# I want someone to build this---



## Brian Rupnow (Jun 28, 2009)

This morning as I set here looking at my array (5) of stationary engines, I am thinking "out of the box". I power my engines with my air compressor, not a boiler. This works fine to display stationary engines, but doesnt allow for much mobility. Here is my plan---Make either a boat powered by a simple oscillating engine, or a train, a tractor, or any kind of mobile machine with a small steam engine on it. Make up a small stationary mast about 2 foot tall, with a flexible airline running up the center, and a small rotary union at the top. A metal tube of light hollow aluminum runs out to the vehicle and is attached to the vehicle, with a short length of flexible line from the end of the hollow tube to the engine on the vehicle. The air is supplied through the mast, and rotary ubion, out the hollow metal tube to the engine. The vehicle can then propel itself around the circle described by the rotating tube. A 3 foot long tube would allow the vehicle to travel about 9 1/2 feet with every full revolution at the tower.


----------



## vlmarshall (Jun 28, 2009)

Hmmmm.... steam airplane... ;D


----------



## radfordc (Jun 28, 2009)

Vernon  said:
			
		

> Hmmmm.... steam airplane... ;D



You mean like this?
http://www.flysteam.co.uk/recent.htm


----------



## zeeprogrammer (Jun 28, 2009)

radfordc: That was really cool!!!

Thanks for posting the link.


----------



## Brian Rupnow (Jun 30, 2009)

Okay---I'll make it simple for you---Here's the rotary union. Damn, I've got to get a life.---Most years I'd be getting paid for stuff like this. I got down my double acting wobbler (Thats a steam engine if ya didn't know) and was checking to see what would be required to put wheels on it. Its a good thing I'm leaving on my trip on Friday!!!
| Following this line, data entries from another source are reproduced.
//! REST transport for the host node.
//!
//! Talks to the node's REST proxy over TLS with the node certificate
//! pinned and the macaroon sent as gRPC metadata. Server-streaming
//! endpoints arrive as newline-delimited JSON envelopes; the bidirectional
//! interceptor runs over the proxy's websocket bridge with the macaroon
//! carried in the websocket subprotocol.

use std::collections::HashMap;
use std::io::BufReader;
use std::path::Path;
use std::sync::Arc;

use chrono::{TimeZone, Utc};
use futures_util::{SinkExt, StreamExt};
use reqwest::header::{HeaderMap, HeaderValue};
use reqwest::StatusCode;
use serde::de::DeserializeOwned;
use serde::{Deserialize, Deserializer};
use tokio::sync::mpsc;
use tokio_tungstenite::tungstenite::client::IntoClientRequest;
use tokio_tungstenite::tungstenite::http::HeaderValue as WsHeaderValue;
use tokio_tungstenite::tungstenite::protocol::Message;
use tokio_tungstenite::{connect_async_tls_with_config, Connector};
use tracing::{debug, warn};

use async_trait::async_trait;

use bw_core::{CircuitKey, InFlightHtlc, PeerId};

use crate::{
    Channel, InterceptResponse, InterceptedHtlc, InterceptorChannels, LndClient, LndError,
    NodeInfo, ResolvedHtlc, RPC_TIMEOUT,
};

const MACAROON_HEADER: &str = "grpc-metadata-macaroon";
const STREAM_BUFFER: usize = 256;

/// Client for the host node's REST proxy.
pub struct LndRestClient {
    http: reqwest::Client,
    base_url: String,
    ws_url: String,
    macaroon_hex: String,
    tls: Arc<rustls::ClientConfig>,
}

impl LndRestClient {
    /// Build a client for `address` using the node's TLS certificate and
    /// admin macaroon. Fails fast on unreadable credentials; the first RPC
    /// surfaces connectivity problems.
    pub fn new(
        address: &str,
        tls_cert_path: &Path,
        macaroon_path: &Path,
    ) -> Result<Self, LndError> {
        let cert_pem = std::fs::read(tls_cert_path).map_err(|e| {
            LndError::Credentials(format!("cannot read {}: {e}", tls_cert_path.display()))
        })?;
        let macaroon = std::fs::read(macaroon_path).map_err(|e| {
            LndError::Credentials(format!("cannot read {}: {e}", macaroon_path.display()))
        })?;
        let macaroon_hex = hex::encode(macaroon);

        let mut headers = HeaderMap::new();
        let mut macaroon_value = HeaderValue::from_str(&macaroon_hex)
            .map_err(|e| LndError::Credentials(e.to_string()))?;
        macaroon_value.set_sensitive(true);
        headers.insert(MACAROON_HEADER, macaroon_value);

        let certificate = reqwest::Certificate::from_pem(&cert_pem)
            .map_err(|e| LndError::Credentials(format!("invalid tls certificate: {e}")))?;
        let http = reqwest::Client::builder()
            .use_rustls_tls()
            .add_root_certificate(certificate)
            .default_headers(headers)
            .build()?;

        let tls = Arc::new(websocket_tls_config(&cert_pem)?);

        let base_url = base_url(address);
        let ws_url = base_url.replacen("http", "ws", 1);

        Ok(Self {
            http,
            base_url,
            ws_url,
            macaroon_hex,
            tls,
        })
    }

    async fn get_json<T: DeserializeOwned>(&self, path: &str) -> Result<T, LndError> {
        let url = format!("{}{path}", self.base_url);
        let response = self
            .http
            .get(url)
            .timeout(RPC_TIMEOUT)
            .send()
            .await?
            .error_for_status()?;
        Ok(response.json().await?)
    }

    async fn all_channels(&self) -> Result<Vec<RestChannel>, LndError> {
        let response: ListChannelsResponse = self.get_json("/v1/channels").await?;
        Ok(response.channels)
    }
}
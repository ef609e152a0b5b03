//! Limits and operating modes.

use std::collections::HashMap;
use std::fmt;
use std::str::FromStr;

use serde::{Deserialize, Serialize};
use thiserror::Error;

use crate::PeerId;

/// What to do with an HTLC that exceeds a peer's limit.
#[derive(Clone, Copy, Debug, Default, PartialEq, Eq, Hash, Serialize, Deserialize)]
#[serde(rename_all = "SCREAMING_SNAKE_CASE")]
pub enum Mode {
    /// Reject when over limit.
    #[default]
    Fail,

    /// Hold in a FIFO queue until capacity frees up.
    Queue,

    /// Queue only on channels the peer opened; otherwise behave as [`Mode::Fail`].
    QueuePeerInitiated,

    /// Reject unconditionally, without consulting the limits.
    Block,
}

impl fmt::Display for Mode {
    fn fmt(&self, f: &mut fmt::Formatter<'_>) -> fmt::Result {
        let s = match self {
            Self::Fail => "FAIL",
            Self::Queue => "QUEUE",
            Self::QueuePeerInitiated => "QUEUE_PEER_INITIATED",
            Self::Block => "BLOCK",
        };
        f.write_str(s)
    }
}

impl FromStr for Mode {
    type Err = ModeParseError;

    fn from_str(s: &str) -> Result<Self, Self::Err> {
        match s {
            "FAIL" => Ok(Self::Fail),
            "QUEUE" => Ok(Self::Queue),
            "QUEUE_PEER_INITIATED" => Ok(Self::QueuePeerInitiated),
            "BLOCK" => Ok(Self::Block),
            other => Err(ModeParseError(other.to_string())),
        }
    }
}

#[derive(Debug, Error)]
#[error("unknown mode: {0}")]
pub struct ModeParseError(pub String);

/// Admission limit for a peer. Zero on a numeric field means unlimited.
#[derive(Clone, Copy, Debug, Default, PartialEq, Eq, Serialize, Deserialize)]
pub struct Limit {
    /// Maximum forwards per hour, enforced by a token bucket.
    pub max_hourly_rate: i64,

    /// Maximum simultaneously pending HTLCs.
    pub max_pending: i64,

    pub mode: Mode,
}

/// The default limit plus per-peer overrides.
#[derive(Clone, Debug, Default, PartialEq, Eq)]
pub struct Limits {
    pub default: Limit,
    pub per_peer: HashMap<PeerId, Limit>,
}

impl Limits {
    /// The effective limit for a peer: its override if present, else the
    /// default.
    #[must_use]
    pub fn get(&self, peer: &PeerId) -> Limit {
        self.per_peer.get(peer).copied().unwrap_or(self.default)
    }
}

#[cfg(test)]
mod tests {
    use super::*;

    #[test]
    fn mode_string_round_trip() {
        for mode in [Mode::Fail, Mode::Queue, Mode::QueuePeerInitiated, Mode::Block] {
            assert_eq!(mode.to_string().parse::<Mode>().unwrap(), mode);
        }
        assert!("fail".parse::<Mode>().is_err());
    }

    #[test]
    fn mode_serde_uses_wire_names() {
        assert_eq!(
            serde_json::to_string(&Mode::QueuePeerInitiated).unwrap(),
            "\"QUEUE_PEER_INITIATED\""
        );
        assert_eq!(
            serde_json::from_str::<Mode>("\"BLOCK\"").unwrap(),
            Mode::Block
        );
    }

    #[test]
    fn lookup_falls_back_to_default() {
        let peer = PeerId::new([2; 33]);
        let other = PeerId::new([3; 33]);
        let override_limit = Limit {
            max_hourly_rate: 10,
            max_pending: 1,
            mode: Mode::Queue,
        };

        let mut limits = Limits {
            default: Limit {
                max_hourly_rate: 3600,
                max_pending: 5,
                mode: Mode::Fail,
            },
            per_peer: HashMap::new(),
        };
        limits.per_peer.insert(peer, override_limit);

        assert_eq!(limits.get(&peer), override_limit);
        assert_eq!(limits.get(&other), limits.default);
    }
}
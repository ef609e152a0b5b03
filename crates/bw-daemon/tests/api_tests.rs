//! Management API behavior over a real listener.

mod common;

use std::collections::HashMap;
use std::sync::Arc;

use parking_lot::Mutex;
use reqwest::StatusCode;
use tokio::net::TcpListener;
use tokio::sync::watch;

use bw_core::{CircuitKey, Limit, Mode, PeerId};
use bw_daemon::rpc::{HistoryResponse, InfoResponse, ListLimitsResponse};
use bw_daemon::server::{self, ApiState};
use bw_testkit::peer_from_byte;

use common::TestDaemon;

/// Serve the API for a running test daemon on an ephemeral port.
async fn serve_api(daemon: &TestDaemon) -> (String, watch::Sender<bool>) {
    let state = ApiState {
        dispatcher: daemon.dispatcher.clone(),
        store: daemon.store.clone(),
        client: Arc::clone(&daemon.client),
        aliases: Arc::new(Mutex::new(HashMap::new())),
    };

    let listener = TcpListener::bind("127.0.0.1:0").await.unwrap();
    let address = format!("http://{}", listener.local_addr().unwrap());

    let (shutdown_tx, shutdown_rx) = watch::channel(false);
    tokio::spawn(server::serve(listener, state, shutdown_rx));

    (address, shutdown_tx)
}

#[tokio::test]
async fn info_reports_identities() {
    let daemon = TestDaemon::start().await;
    let (address, _shutdown) = serve_api(&daemon).await;

    let info: InfoResponse = reqwest::get(format!("{address}/api/info"))
        .await
        .unwrap()
        .json()
        .await
        .unwrap();

    assert_eq!(info.node_key, peer_from_byte(1).to_string());
    assert_eq!(info.node_alias, "mock");
    assert_eq!(info.node_version, "v1.0.0");
    assert!(!info.version.is_empty());

    daemon.stop().await.unwrap();
}

#[tokio::test]
async fn limit_round_trip_through_api() {
    let daemon = TestDaemon::start().await;
    let (address, _shutdown) = serve_api(&daemon).await;
    let http = reqwest::Client::new();
    let peer = peer_from_byte(2);

    let limit = Limit {
        max_hourly_rate: 120,
        max_pending: 3,
        mode: Mode::Queue,
    };
    let response = http
        .put(format!("{address}/api/limits/{peer}"))
        .json(&limit)
        .send()
        .await
        .unwrap();
    assert_eq!(response.status(), StatusCode::NO_CONTENT);

    let limits: ListLimitsResponse = http
        .get(format!("{address}/api/limits"))
        .send()
        .await
        .unwrap()
        .json()
        .await
        .unwrap();

    let row = limits
        .limits
        .iter()
        .find(|row| row.node == peer.to_string())
        .expect("peer row");
    assert_eq!(row.limit, limit);
    assert_eq!(row.alias, "alias-020000");

    // Applying the same update twice changes nothing.
    let response = http
        .put(format!("{address}/api/limits/{peer}"))
        .json(&limit)
        .send()
        .await
        .unwrap();
    assert_eq!(response.status(), StatusCode::NO_CONTENT);

    let response = http
        .delete(format!("{address}/api/limits/{peer}"))
        .send()
        .await
        .unwrap();
    assert_eq!(response.status(), StatusCode::NO_CONTENT);

    let limits: ListLimitsResponse = http
        .get(format!("{address}/api/limits"))
        .send()
        .await
        .unwrap()
        .json()
        .await
        .unwrap();
    assert!(limits
        .limits
        .iter()
        .all(|row| row.node != peer.to_string() || row.limit == limits.default_limit));

    daemon.stop().await.unwrap();
}

#[tokio::test]
async fn default_limit_endpoint_guards() {
    let daemon = TestDaemon::start().await;
    let (address, _shutdown) = serve_api(&daemon).await;
    let http = reqwest::Client::new();

    // The sentinel node is not addressable as a peer.
    let sentinel = PeerId::DEFAULT;
    let limit = Limit {
        max_hourly_rate: 10,
        max_pending: 1,
        mode: Mode::Fail,
    };
    let response = http
        .put(format!("{address}/api/limits/{sentinel}"))
        .json(&limit)
        .send()
        .await
        .unwrap();
    assert_eq!(response.status(), StatusCode::BAD_REQUEST);

    let response = http
        .delete(format!("{address}/api/limits/{sentinel}"))
        .send()
        .await
        .unwrap();
    assert_eq!(response.status(), StatusCode::BAD_REQUEST);

    let response = http
        .put(format!("{address}/api/limits/not-hex"))
        .json(&limit)
        .send()
        .await
        .unwrap();
    assert_eq!(response.status(), StatusCode::BAD_REQUEST);

    // The dedicated endpoint does replace the default.
    let response = http
        .put(format!("{address}/api/limits/default"))
        .json(&limit)
        .send()
        .await
        .unwrap();
    assert_eq!(response.status(), StatusCode::NO_CONTENT);

    let limits: ListLimitsResponse = http
        .get(format!("{address}/api/limits"))
        .send()
        .await
        .unwrap()
        .json()
        .await
        .unwrap();
    assert_eq!(limits.default_limit, limit);

    daemon.stop().await.unwrap();
}

#[tokio::test]
async fn history_scan_over_api() {
    let mut daemon = TestDaemon::start().await;
    let (address, _shutdown) = serve_api(&daemon).await;

    let history: HistoryResponse = reqwest::get(format!("{address}/api/history"))
        .await
        .unwrap()
        .json()
        .await
        .unwrap();
    assert!(history.forwards.is_empty());

    daemon.intercept(2, 5).await;
    assert!(daemon.expect_response().await.resume);
    daemon
        .resolve(CircuitKey::new(2, 5), CircuitKey::new(7, 0), true)
        .await;
    daemon
        .wait_for_state(peer_from_byte(2), |s| s.counts[0].success == 1)
        .await;

    let history: HistoryResponse = reqwest::get(format!("{address}/api/history"))
        .await
        .unwrap()
        .json()
        .await
        .unwrap();
    assert_eq!(history.forwards.len(), 1);
    let forward = &history.forwards[0];
    assert!(forward.settled);
    assert_eq!(forward.incoming_channel, 2);
    assert_eq!(forward.incoming_htlc_index, 5);
    assert_eq!(forward.outgoing_peer.as_deref(), Some(peer_from_byte(7).to_string().as_str()));

    // A range entirely after the forward excludes it.
    let history: HistoryResponse = reqwest::get(format!(
        "{address}/api/history?start_ns={}",
        forward.add_time_ns + 1
    ))
    .await
    .unwrap()
    .json()
    .await
    .unwrap();
    assert!(history.forwards.is_empty());

    daemon.stop().await.unwrap();
}
async fn pump_interceptor(
    mut interceptor: InterceptorChannels,
    tx: mpsc::Sender<DispatcherEvent>,
    mut shutdown: watch::Receiver<bool>,
) -> Result<(), DaemonError> {
    loop {
        tokio::select! {
            request = interceptor.requests.recv() => match request {
                Some(request) => {
                    let (reply_tx, reply_rx) = oneshot::channel();
                    if tx
                        .send(DispatcherEvent::Intercept(request, reply_tx))
                        .await
                        .is_err()
                    {
                        return Ok(());
                    }

                    // Each request gets exactly one response, sent when its
                    // sink fires. A dropped sink means shutdown: the stream
                    // closes unanswered and the host fails the htlc.
                    let responses = interceptor.responses.clone();
                    tokio::spawn(async move {
                        if let Ok(resume) = reply_rx.await {
                            let _ = responses
                                .send(InterceptResponse {
                                    incoming_circuit: request.incoming_circuit,
                                    resume,
                                })
                                .await;
                        }
                    });
                }
                None => return Err(DaemonError::InterceptorStreamClosed),
            },

            _ = shutdown.changed() => return Ok(()),
        }
    }
}

/// Poll the channel list so idle peers get controllers and show up in
/// management listings.
async fn refresh_peers(
    client: Arc<dyn LndClient>,
    tx: mpsc::Sender<DispatcherEvent>,
    mut shutdown: watch::Receiver<bool>,
) -> Result<(), DaemonError> {
    let mut ticker = tokio::time::interval(PEER_REFRESH_INTERVAL);
    ticker.set_missed_tick_behavior(tokio::time::MissedTickBehavior::Delay);

    loop {
        tokio::select! {
            _ = ticker.tick() => {
                let channels = match client.list_channels().await {
                    Ok(channels) => channels,
                    Err(err) => {
                        warn!(error = %err, "peer refresh failed");
                        continue;
                    }
                };

                for channel in channels.values() {
                    if tx.send(DispatcherEvent::NewPeer(channel.peer)).await.is_err() {
                        return Ok(());
                    }
                }
            }

            _ = shutdown.changed() => return Ok(()),
        }
    }
}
View attachment ROTARY UNION--ASSEMBLY.PDF


----------



## tel (Jun 30, 2009)

Interesting - I've tucked it away for future reference.


----------



## rleete (Jul 1, 2009)

Brian Rupnow  said:
			
		

> Damn, I've got to get a life.



Why? As long as you aren't starving, or in danger of being late on the mortgage, sounds like you have the _perfect_ life. Plenty of time to play in the shop and vacation coming up (nice hotrod, BTW) and the tools to make stuff. This slow economy won't last forever; in the meantime, enjoy the time off. Better than being a wage slave in a cube farm!


----------



## steamer (Jul 7, 2009)

rleete,

You speaketh wisdom!

 ;D


----------